**WORK REQUEST:**
Search term "else": please show all lines in the listing that contain it.

::: DATA EXTRACT

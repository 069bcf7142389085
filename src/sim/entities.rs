//! Entity records
//!
//! Every entity is a fixed struct. Timed statuses use `0.0` as the
//! "inactive" sentinel and removal is flagged, then swept at end of frame.

use std::collections::HashSet;

use glam::DVec2;
use serde::{Deserialize, Serialize};

/// Enemy archetypes
#[derive(Debug, Clone, Copy, PartialEq, Eq, Hash, Serialize, Deserialize)]
pub enum EnemyKind {
    Grunt,
    Runner,
    Brute,
    Tank,
    Shielder,
    Zigzag,
    Orbiter,
    Dasher,
    Ranger,
    Spawner,
    Splitter,
    Swarm,
    Predictor,
    Flanker,
    Shooter,
    Elite,
}

impl EnemyKind {
    pub fn as_str(&self) -> &'static str {
        match self {
            EnemyKind::Grunt => "grunt",
            EnemyKind::Runner => "runner",
            EnemyKind::Brute => "brute",
            EnemyKind::Tank => "tank",
            EnemyKind::Shielder => "shielder",
            EnemyKind::Zigzag => "zigzag",
            EnemyKind::Orbiter => "orbiter",
            EnemyKind::Dasher => "dasher",
            EnemyKind::Ranger => "ranger",
            EnemyKind::Spawner => "spawner",
            EnemyKind::Splitter => "splitter",
            EnemyKind::Swarm => "swarm",
            EnemyKind::Predictor => "predictor",
            EnemyKind::Flanker => "flanker",
            EnemyKind::Shooter => "shooter",
            EnemyKind::Elite => "elite",
        }
    }
}

/// Movement behaviour
#[derive(Debug, Clone, Copy, PartialEq, Eq, Serialize, Deserialize)]
pub enum AiKind {
    /// Straight at the player
    Chase,
    /// Sinusoidal weave around the chase heading
    Zigzag,
    /// Circle the player at a preferred radius
    Orbit,
    /// Chase with periodic speed bursts
    Dash,
    /// Hold a distance: flee when close, strafe at range
    Kite,
    /// Slow chase, periodically spawns minions
    Spawner,
    /// Head for where the player will be
    Predict,
    /// Approach from a rotating side offset, then rush
    Flank,
    /// Keep range and fire projectiles
    Ranged,
}

/// Status timers and flags carried by every enemy
#[derive(Debug, Clone, Default, Serialize, Deserialize)]
pub struct EnemyStatus {
    pub frozen_until: f64,
    pub burn_end: f64,
    pub burn_damage: f64,
    pub poison_end: f64,
    pub poison_damage: f64,
    pub vulnerable_until: f64,
    /// Halves movement speed while set
    pub slowed: bool,
    /// Slow applied by ghosts expires at this time
    pub ghost_slow_until: f64,
}

impl EnemyStatus {
    pub fn is_frozen(&self, now: f64) -> bool {
        self.frozen_until > 0.0 && now < self.frozen_until
    }

    pub fn is_burning(&self, now: f64) -> bool {
        self.burn_end > 0.0 && now < self.burn_end
    }

    pub fn is_poisoned(&self, now: f64) -> bool {
        self.poison_end > 0.0 && now < self.poison_end
    }

    /// True once any poison has been applied, even if expired
    pub fn was_poisoned(&self) -> bool {
        self.poison_end > 0.0
    }

    pub fn is_vulnerable(&self, now: f64) -> bool {
        self.vulnerable_until > 0.0 && now < self.vulnerable_until
    }
}

/// Pending floating-number aggregation for damage-over-time
#[derive(Debug, Clone, Default, Serialize, Deserialize)]
pub struct DamageTextBuffer {
    pub acc: f64,
    pub crit: bool,
    pub lucky: bool,
    pub next: f64,
}

/// An enemy entity
#[derive(Debug, Clone, Serialize, Deserialize)]
pub struct Enemy {
    pub id: u32,
    pub kind: EnemyKind,
    pub ai: AiKind,
    pub pos: DVec2,
    /// Bounding box width/height
    pub size: DVec2,
    pub rot: f64,
    pub hp: f64,
    pub max_hp: f64,
    pub speed: f64,
    /// Fraction of incoming damage absorbed, in [0, 0.85]
    pub armor: f64,
    pub damage_mul: f64,
    pub exp_mul: f64,

    // Behaviour parameters
    pub orbit_radius: f64,
    pub keep_distance: f64,
    pub split_count: u32,
    pub split_kind: EnemyKind,
    pub shoot_interval: f64,
    pub bullet_speed: f64,
    pub minion: bool,
    pub elite: bool,

    // AI runtime
    pub next_shot: f64,
    pub next_dash: f64,
    pub dash_end: f64,
    pub next_spawn: f64,
    pub ai_seed: f64,
    pub predicted: DVec2,
    pub flank_angle: f64,

    pub status: EnemyStatus,
    pub damage_text: DamageTextBuffer,
    pub last_hit_fx: f64,
    pub hit_flash_until: f64,

    // Lifecycle: dead -> kill_queued -> killed/removed
    pub dead: bool,
    pub kill_queued: bool,
    pub killed: bool,
    pub removed: bool,
}

impl Enemy {
    /// Collision radius (half the larger box side)
    pub fn half_extent(&self) -> f64 {
        self.size.x.max(self.size.y) / 2.0
    }

    /// Big enemies get heavier kill feedback
    pub fn is_heavy(&self) -> bool {
        self.kind == EnemyKind::Elite || self.max_hp >= 140.0
    }

    pub fn hp_ratio(&self) -> f64 {
        let max = if self.max_hp > 0.0 { self.max_hp } else { self.hp };
        if max > 0.0 { self.hp / max } else { 0.0 }
    }

    /// Alive and not yet claimed by the kill queue
    pub fn is_targetable(&self) -> bool {
        !self.dead && !self.kill_queued
    }

    /// Should be swept at end of frame
    pub fn is_expired(&self) -> bool {
        self.dead || self.removed
    }
}

/// A player projectile
#[derive(Debug, Clone, Serialize, Deserialize)]
pub struct Bullet {
    pub id: u32,
    pub pos: DVec2,
    pub vel: DVec2,
    pub size: DVec2,
    pub rot: f64,
    pub born: f64,
    pub die: f64,
    pub pierce_left: u32,
    /// Damage multiplier from stored charge
    pub charge_bonus: f64,
    /// Enemies already damaged by this bullet
    pub hit_ids: Vec<u32>,
    pub from_drone: bool,
    pub dead: bool,
}

impl Bullet {
    pub fn half_extent(&self) -> f64 {
        self.size.x.max(self.size.y) / 2.0
    }

    pub fn has_hit(&self, enemy_id: u32) -> bool {
        self.hit_ids.contains(&enemy_id)
    }
}

#[derive(Debug, Clone, Copy, PartialEq, Eq, Serialize, Deserialize)]
pub enum OrbitalKind {
    Shield,
    Blade,
}

/// Player-attached rotating contact damager
#[derive(Debug, Clone, Serialize, Deserialize)]
pub struct Orbital {
    pub id: u32,
    pub kind: OrbitalKind,
    pub pos: DVec2,
    /// Shield radius
    pub radius: f64,
    /// Blade box
    pub size: DVec2,
    pub rot: f64,
    /// Enemies touching this orbital last frame
    #[serde(skip)]
    pub contacts: HashSet<u32>,
    /// Scratch set swapped with `contacts` every frame
    #[serde(skip)]
    pub contacts_next: HashSet<u32>,
}

impl Orbital {
    pub fn contact_radius(&self) -> f64 {
        match self.kind {
            OrbitalKind::Shield => self.radius,
            OrbitalKind::Blade => self.size.x.max(self.size.y) / 2.0,
        }
    }
}

#[derive(Debug, Clone, Serialize, Deserialize)]
pub struct Drone {
    pub id: u32,
    pub pos: DVec2,
    pub last_shot: f64,
}

#[derive(Debug, Clone, Serialize, Deserialize)]
pub struct Ghost {
    pub id: u32,
    pub pos: DVec2,
}

#[derive(Debug, Clone, Serialize, Deserialize)]
pub struct Mine {
    pub id: u32,
    pub pos: DVec2,
    /// Trigger radius
    pub radius: f64,
    pub damage: f64,
    pub blast_radius: f64,
    pub born: f64,
    pub dead: bool,
}

#[derive(Debug, Clone, Serialize, Deserialize)]
pub struct FireTrail {
    pub id: u32,
    pub pos: DVec2,
    pub radius: f64,
    pub born: f64,
    pub die: f64,
    pub last_tick: f64,
    pub dead: bool,
}

/// Telegraphed meteor impact
#[derive(Debug, Clone, Serialize, Deserialize)]
pub struct MeteorWarning {
    pub id: u32,
    pub pos: DVec2,
    pub born: f64,
    pub resolved: bool,
    pub dead: bool,
}

#[derive(Debug, Clone, Serialize, Deserialize)]
pub struct BlackHole {
    pub id: u32,
    pub pos: DVec2,
    pub radius: f64,
    pub end: f64,
    pub fade_end: f64,
    pub next_tick: f64,
    pub small: bool,
    pub dead: bool,
}

#[derive(Debug, Clone, Serialize, Deserialize)]
pub struct PoisonCloud {
    pub id: u32,
    pub pos: DVec2,
    pub radius: f64,
    pub born: f64,
    pub ticks: u32,
    pub next_tick: f64,
    pub fade_start: f64,
    pub fade_end: f64,
    pub dead: bool,
}

/// Projectile fired by ranged enemies
#[derive(Debug, Clone, Serialize, Deserialize)]
pub struct EnemyBullet {
    pub id: u32,
    pub pos: DVec2,
    pub vel: DVec2,
    pub damage: f64,
    pub born: f64,
    pub radius: f64,
    pub dead: bool,
}

#[derive(Debug, Clone, Serialize, Deserialize)]
pub struct ExpOrb {
    pub id: u32,
    pub pos: DVec2,
    pub radius: f64,
    pub value: f64,
    pub dead: bool,
}

/// A particle for visual effects
#[derive(Debug, Clone, Serialize, Deserialize)]
pub struct Particle {
    pub pos: DVec2,
    /// Position last frame, for streak rendering
    pub prev_pos: DVec2,
    pub vel: DVec2,
    pub radius: f64,
    pub color: u32,
    pub born: f64,
    pub die: f64,
    pub dead: bool,
}

/// Short-lived visual marker
#[derive(Debug, Clone, PartialEq, Serialize, Deserialize)]
pub enum EffectKind {
    Hit,
    EnemyHit,
    Explosion { radius: f64 },
    DamageText { text: String, crit: bool, lucky: bool },
    Label { text: String, color: u32 },
    Phoenix,
    /// Chain lightning arc to `to`
    Line { to: DVec2 },
    Muzzle { angle: f64 },
    Slash { angle: f64 },
}

#[derive(Debug, Clone, Serialize, Deserialize)]
pub struct Effect {
    pub kind: EffectKind,
    pub pos: DVec2,
    pub start: f64,
    pub end: f64,
}

#[derive(Debug, Clone, Copy, Default, Serialize, Deserialize)]
pub struct ScreenFlash {
    pub color: u32,
    pub intensity: f64,
    pub start: f64,
    pub end: f64,
}

#[derive(Debug, Clone, Copy, Default, Serialize, Deserialize)]
pub struct Camera {
    pub pos: DVec2,
    pub shake_end: f64,
    pub shake_amp: f64,
}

::::::

**WRITTEN SOLUTION:**
        let max = if self.max_hp > 0.0 { self.max_hp } else { self.hp };
        if max > 0.0 { self.hp / max } else { 0.0 }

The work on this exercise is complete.